//! The alphabet the automata and indexes operate over.
//!
//! Everything in this crate works on sequences of [`Symbol`]s rather than
//! on `&str` directly: a pattern compiles into transitions labelled by
//! symbols, and trie keys are paths of symbols. The trait pins down how a
//! string decomposes into symbols and how a symbol path turns back into a
//! string; which decomposition you pick decides what "one edit" means.

/// One unit of the matching alphabet.
///
/// The core never inspects a symbol beyond the `Eq`/`Ord` bounds here:
/// two symbols are the same edge label exactly when they compare equal,
/// and child maps in the index order their edges by `Ord`. There is no
/// case folding and no Unicode normalisation — if callers want either,
/// they apply it before handing strings in.
///
/// Two instantiations ship with the crate:
///
/// - `u8` treats a string as its UTF-8 bytes. Cheapest, and exact for
///   ASCII, but an edit that touches a multi-byte code point costs one
///   edit per byte it spans.
/// - `char` treats a string as Unicode scalar values, so one edit is one
///   code point regardless of how it encodes. Edge labels grow to four
///   bytes and decoding costs a little on every walk.
pub trait Symbol:
    Copy + Clone + Eq + PartialEq + Ord + std::hash::Hash + std::fmt::Debug + Send + Sync + 'static
{
    /// Decompose a string into its symbol sequence.
    fn from_str(s: &str) -> Vec<Self>;

    /// Reassemble a symbol sequence into a string.
    ///
    /// Total even on garbage input: a byte sequence that is not valid
    /// UTF-8 decodes with replacement characters rather than failing.
    fn to_text(units: &[Self]) -> String;

    /// Stream the symbols of a string without materialising a vector.
    fn iter_str(s: &str) -> Box<dyn Iterator<Item = Self> + '_>;
}

/// UTF-8 byte symbols, the default alphabet.
impl Symbol for u8 {
    #[inline]
    fn from_str(s: &str) -> Vec<Self> {
        s.as_bytes().to_vec()
    }

    #[inline]
    fn to_text(units: &[Self]) -> String {
        String::from_utf8_lossy(units).into_owned()
    }

    #[inline]
    fn iter_str(s: &str) -> Box<dyn Iterator<Item = Self> + '_> {
        Box::new(s.bytes())
    }
}

/// Unicode scalar value symbols, for character-accurate edit counts.
impl Symbol for char {
    #[inline]
    fn from_str(s: &str) -> Vec<Self> {
        s.chars().collect()
    }

    #[inline]
    fn to_text(units: &[Self]) -> String {
        units.iter().collect()
    }

    #[inline]
    fn iter_str(s: &str) -> Box<dyn Iterator<Item = Self> + '_> {
        Box::new(s.chars())
    }
}

#[cfg(test)]
mod tests {
    use super::*;

    fn round_trip<C: Symbol>(s: &str) -> String {
        C::to_text(&C::from_str(s))
    }

    #[test]
    fn test_round_trip_both_alphabets() {
        for s in ["", "plain", "zürich", "naïve café"] {
            assert_eq!(round_trip::<u8>(s), s);
            assert_eq!(round_trip::<char>(s), s);
        }
    }

    #[test]
    fn test_granularity_differs_on_multibyte_input() {
        // "zürich" is six code points but seven bytes, so the two
        // alphabets disagree about sequence length (and therefore about
        // edit counts) as soon as the input leaves ASCII.
        let s = "zürich";
        assert_eq!(<char as Symbol>::from_str(s).len(), 6);
        assert_eq!(<u8 as Symbol>::from_str(s).len(), 7);
    }

    #[test]
    fn test_iter_str_agrees_with_from_str() {
        let s = "wörter";
        assert_eq!(u8::iter_str(s).collect::<Vec<_>>(), u8::from_str(s));
        assert_eq!(
            <char as Symbol>::iter_str(s).collect::<Vec<_>>(),
            <char as Symbol>::from_str(s)
        );
    }

    #[test]
    fn test_invalid_bytes_decode_lossily() {
        let units = vec![b'a', 0xff, b'b'];
        assert_eq!(<u8 as Symbol>::to_text(&units), "a\u{fffd}b");
    }
}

PROBLEM STATEMENT:
Each line above with the string "Unicode" in it should be located and copied.

WRITTEN SOLUTION:
/// case folding and no Unicode normalisation — if callers want either,
/// - `char` treats a string as Unicode scalar values, so one edit is one
/// Unicode scalar value symbols, for character-accurate edit counts.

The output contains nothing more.